ABOUT THIS TASK -> From the first line of the data through the line containing "use storage::SideStore;", return each line exactly.

##########

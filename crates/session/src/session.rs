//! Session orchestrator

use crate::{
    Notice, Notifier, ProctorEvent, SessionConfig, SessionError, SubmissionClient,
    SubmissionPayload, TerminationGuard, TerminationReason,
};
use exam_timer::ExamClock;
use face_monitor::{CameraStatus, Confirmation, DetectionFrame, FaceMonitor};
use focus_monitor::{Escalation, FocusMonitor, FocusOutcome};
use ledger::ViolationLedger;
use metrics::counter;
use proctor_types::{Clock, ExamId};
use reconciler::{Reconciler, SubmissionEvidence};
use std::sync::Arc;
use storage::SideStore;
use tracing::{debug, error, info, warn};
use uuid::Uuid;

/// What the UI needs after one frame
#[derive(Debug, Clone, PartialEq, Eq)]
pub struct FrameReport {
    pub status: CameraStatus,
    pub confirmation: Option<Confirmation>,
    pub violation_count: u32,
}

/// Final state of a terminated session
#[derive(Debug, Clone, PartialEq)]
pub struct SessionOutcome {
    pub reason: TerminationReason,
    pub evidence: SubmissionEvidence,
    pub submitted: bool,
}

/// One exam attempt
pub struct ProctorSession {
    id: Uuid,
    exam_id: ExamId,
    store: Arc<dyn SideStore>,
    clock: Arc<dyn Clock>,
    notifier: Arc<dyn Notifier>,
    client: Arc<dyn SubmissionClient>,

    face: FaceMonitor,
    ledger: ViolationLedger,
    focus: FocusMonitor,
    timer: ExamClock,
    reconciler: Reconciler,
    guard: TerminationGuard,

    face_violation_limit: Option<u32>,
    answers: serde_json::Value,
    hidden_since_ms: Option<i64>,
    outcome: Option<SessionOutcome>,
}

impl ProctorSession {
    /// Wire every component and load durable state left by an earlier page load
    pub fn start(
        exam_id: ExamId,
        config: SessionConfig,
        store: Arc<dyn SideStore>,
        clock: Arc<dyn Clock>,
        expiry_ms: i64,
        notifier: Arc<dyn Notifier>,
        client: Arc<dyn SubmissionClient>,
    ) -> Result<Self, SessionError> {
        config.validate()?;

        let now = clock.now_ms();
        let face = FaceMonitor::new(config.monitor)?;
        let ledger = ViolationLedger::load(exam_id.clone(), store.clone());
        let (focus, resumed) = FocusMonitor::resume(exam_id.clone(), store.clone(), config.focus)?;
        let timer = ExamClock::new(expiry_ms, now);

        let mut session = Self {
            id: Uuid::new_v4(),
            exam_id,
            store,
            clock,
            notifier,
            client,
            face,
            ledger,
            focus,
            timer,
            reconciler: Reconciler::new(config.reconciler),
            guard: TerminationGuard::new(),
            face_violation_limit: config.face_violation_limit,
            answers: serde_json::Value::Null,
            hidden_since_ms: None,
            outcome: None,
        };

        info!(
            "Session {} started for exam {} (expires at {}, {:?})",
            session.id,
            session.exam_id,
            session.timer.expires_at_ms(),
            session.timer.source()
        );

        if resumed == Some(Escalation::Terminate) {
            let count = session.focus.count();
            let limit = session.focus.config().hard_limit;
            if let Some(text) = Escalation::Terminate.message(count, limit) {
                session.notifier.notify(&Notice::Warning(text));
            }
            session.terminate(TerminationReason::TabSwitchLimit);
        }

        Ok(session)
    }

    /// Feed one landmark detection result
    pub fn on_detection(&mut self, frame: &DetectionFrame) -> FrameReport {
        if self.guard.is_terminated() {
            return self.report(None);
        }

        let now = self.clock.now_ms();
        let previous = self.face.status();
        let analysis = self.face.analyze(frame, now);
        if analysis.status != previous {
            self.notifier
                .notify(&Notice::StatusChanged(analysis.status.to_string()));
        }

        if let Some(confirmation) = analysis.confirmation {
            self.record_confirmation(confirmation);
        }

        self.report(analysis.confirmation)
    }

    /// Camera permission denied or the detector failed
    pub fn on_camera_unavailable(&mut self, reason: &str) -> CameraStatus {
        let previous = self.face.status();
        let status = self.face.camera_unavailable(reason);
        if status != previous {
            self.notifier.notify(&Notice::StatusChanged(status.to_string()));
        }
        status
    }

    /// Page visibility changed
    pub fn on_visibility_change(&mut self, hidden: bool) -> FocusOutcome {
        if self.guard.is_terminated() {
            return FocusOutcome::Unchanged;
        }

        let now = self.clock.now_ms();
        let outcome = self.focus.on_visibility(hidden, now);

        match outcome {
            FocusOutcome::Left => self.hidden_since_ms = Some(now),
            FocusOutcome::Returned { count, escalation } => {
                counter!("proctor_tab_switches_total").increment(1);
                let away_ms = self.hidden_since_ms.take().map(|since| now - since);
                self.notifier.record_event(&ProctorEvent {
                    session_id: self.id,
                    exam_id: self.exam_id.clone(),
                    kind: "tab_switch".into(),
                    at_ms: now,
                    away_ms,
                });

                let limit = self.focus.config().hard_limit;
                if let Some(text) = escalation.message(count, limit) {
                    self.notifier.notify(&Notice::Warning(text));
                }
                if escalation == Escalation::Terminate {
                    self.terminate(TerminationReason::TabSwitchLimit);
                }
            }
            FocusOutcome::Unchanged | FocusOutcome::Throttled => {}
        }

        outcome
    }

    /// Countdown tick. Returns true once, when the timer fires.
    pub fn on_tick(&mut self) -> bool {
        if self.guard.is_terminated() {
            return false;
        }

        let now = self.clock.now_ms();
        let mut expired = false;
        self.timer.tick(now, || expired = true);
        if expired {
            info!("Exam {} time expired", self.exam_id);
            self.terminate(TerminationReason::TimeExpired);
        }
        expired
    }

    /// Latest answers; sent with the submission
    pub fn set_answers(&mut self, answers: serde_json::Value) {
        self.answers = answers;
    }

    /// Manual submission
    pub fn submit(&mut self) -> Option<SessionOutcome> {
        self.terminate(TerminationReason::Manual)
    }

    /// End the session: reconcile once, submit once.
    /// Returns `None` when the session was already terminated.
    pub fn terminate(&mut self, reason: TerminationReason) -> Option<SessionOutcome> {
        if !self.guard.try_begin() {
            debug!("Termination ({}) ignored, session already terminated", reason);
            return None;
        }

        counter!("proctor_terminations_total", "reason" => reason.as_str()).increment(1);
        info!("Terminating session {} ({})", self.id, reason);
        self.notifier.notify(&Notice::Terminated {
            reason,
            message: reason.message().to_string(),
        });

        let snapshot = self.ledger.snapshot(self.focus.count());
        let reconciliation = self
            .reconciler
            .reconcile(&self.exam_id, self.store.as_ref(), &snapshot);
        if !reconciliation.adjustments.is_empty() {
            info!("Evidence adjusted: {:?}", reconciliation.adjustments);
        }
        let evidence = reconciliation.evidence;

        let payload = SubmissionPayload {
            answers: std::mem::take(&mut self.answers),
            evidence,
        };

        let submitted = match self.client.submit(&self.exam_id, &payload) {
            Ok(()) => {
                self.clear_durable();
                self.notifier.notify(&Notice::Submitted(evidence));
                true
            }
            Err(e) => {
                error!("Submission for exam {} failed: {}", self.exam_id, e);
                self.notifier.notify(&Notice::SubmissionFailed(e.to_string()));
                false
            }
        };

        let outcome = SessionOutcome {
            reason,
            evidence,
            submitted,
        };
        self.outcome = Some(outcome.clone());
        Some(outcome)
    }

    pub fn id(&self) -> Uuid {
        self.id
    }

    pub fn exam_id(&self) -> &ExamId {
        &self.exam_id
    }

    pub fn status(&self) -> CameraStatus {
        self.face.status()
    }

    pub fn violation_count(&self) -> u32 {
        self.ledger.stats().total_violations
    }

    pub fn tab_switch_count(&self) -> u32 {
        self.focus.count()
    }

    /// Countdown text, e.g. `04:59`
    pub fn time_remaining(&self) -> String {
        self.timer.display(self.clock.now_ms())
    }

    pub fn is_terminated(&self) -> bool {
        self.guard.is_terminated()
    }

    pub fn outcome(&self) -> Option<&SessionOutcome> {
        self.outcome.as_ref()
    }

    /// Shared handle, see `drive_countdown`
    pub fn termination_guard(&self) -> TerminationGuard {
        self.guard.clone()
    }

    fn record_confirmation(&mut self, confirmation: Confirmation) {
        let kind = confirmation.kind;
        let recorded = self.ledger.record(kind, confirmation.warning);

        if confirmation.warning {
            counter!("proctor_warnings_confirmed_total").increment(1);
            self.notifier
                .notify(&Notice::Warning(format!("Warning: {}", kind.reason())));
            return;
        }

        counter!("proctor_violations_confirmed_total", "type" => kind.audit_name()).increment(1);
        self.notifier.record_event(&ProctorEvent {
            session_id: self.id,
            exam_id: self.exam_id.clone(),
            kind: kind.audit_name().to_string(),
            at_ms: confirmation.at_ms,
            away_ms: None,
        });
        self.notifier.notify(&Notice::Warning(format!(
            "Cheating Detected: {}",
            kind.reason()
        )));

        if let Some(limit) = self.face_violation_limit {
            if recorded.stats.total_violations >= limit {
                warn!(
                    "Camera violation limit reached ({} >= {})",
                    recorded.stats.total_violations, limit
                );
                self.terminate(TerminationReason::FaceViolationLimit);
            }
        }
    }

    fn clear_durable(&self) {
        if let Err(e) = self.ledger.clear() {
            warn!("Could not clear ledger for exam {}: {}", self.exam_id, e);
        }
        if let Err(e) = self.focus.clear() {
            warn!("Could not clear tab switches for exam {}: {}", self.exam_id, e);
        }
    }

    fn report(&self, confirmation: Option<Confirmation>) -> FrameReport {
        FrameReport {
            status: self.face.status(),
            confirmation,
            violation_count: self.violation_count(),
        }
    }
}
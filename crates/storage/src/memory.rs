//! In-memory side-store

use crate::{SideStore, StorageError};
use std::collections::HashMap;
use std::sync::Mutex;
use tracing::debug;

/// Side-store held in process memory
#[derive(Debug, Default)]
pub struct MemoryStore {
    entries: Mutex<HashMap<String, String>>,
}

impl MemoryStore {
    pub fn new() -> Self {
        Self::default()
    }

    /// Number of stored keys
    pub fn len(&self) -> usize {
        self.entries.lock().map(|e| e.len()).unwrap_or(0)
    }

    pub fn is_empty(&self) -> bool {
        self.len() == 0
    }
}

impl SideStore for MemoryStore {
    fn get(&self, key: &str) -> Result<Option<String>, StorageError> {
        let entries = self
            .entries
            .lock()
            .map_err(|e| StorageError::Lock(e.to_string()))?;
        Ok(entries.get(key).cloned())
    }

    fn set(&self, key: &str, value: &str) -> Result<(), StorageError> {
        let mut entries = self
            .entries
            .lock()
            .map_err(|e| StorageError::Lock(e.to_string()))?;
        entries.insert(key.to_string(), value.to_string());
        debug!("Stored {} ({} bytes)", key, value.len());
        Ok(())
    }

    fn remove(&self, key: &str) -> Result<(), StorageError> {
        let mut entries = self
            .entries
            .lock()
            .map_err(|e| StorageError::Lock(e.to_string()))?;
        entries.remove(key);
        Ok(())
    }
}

##########

EXERCISE SOLUTION ->
filename crates/session/src/session.rs
//! Session orchestrator

use crate::{
    Notice, Notifier, ProctorEvent, SessionConfig, SessionError, SubmissionClient,
    SubmissionPayload, TerminationGuard, TerminationReason,
};
use exam_timer::ExamClock;
use face_monitor::{CameraStatus, Confirmation, DetectionFrame, FaceMonitor};
use focus_monitor::{Escalation, FocusMonitor, FocusOutcome};
use ledger::ViolationLedger;
use metrics::counter;
use proctor_types::{Clock, ExamId};
use reconciler::{Reconciler, SubmissionEvidence};
use std::sync::Arc;
use storage::SideStore;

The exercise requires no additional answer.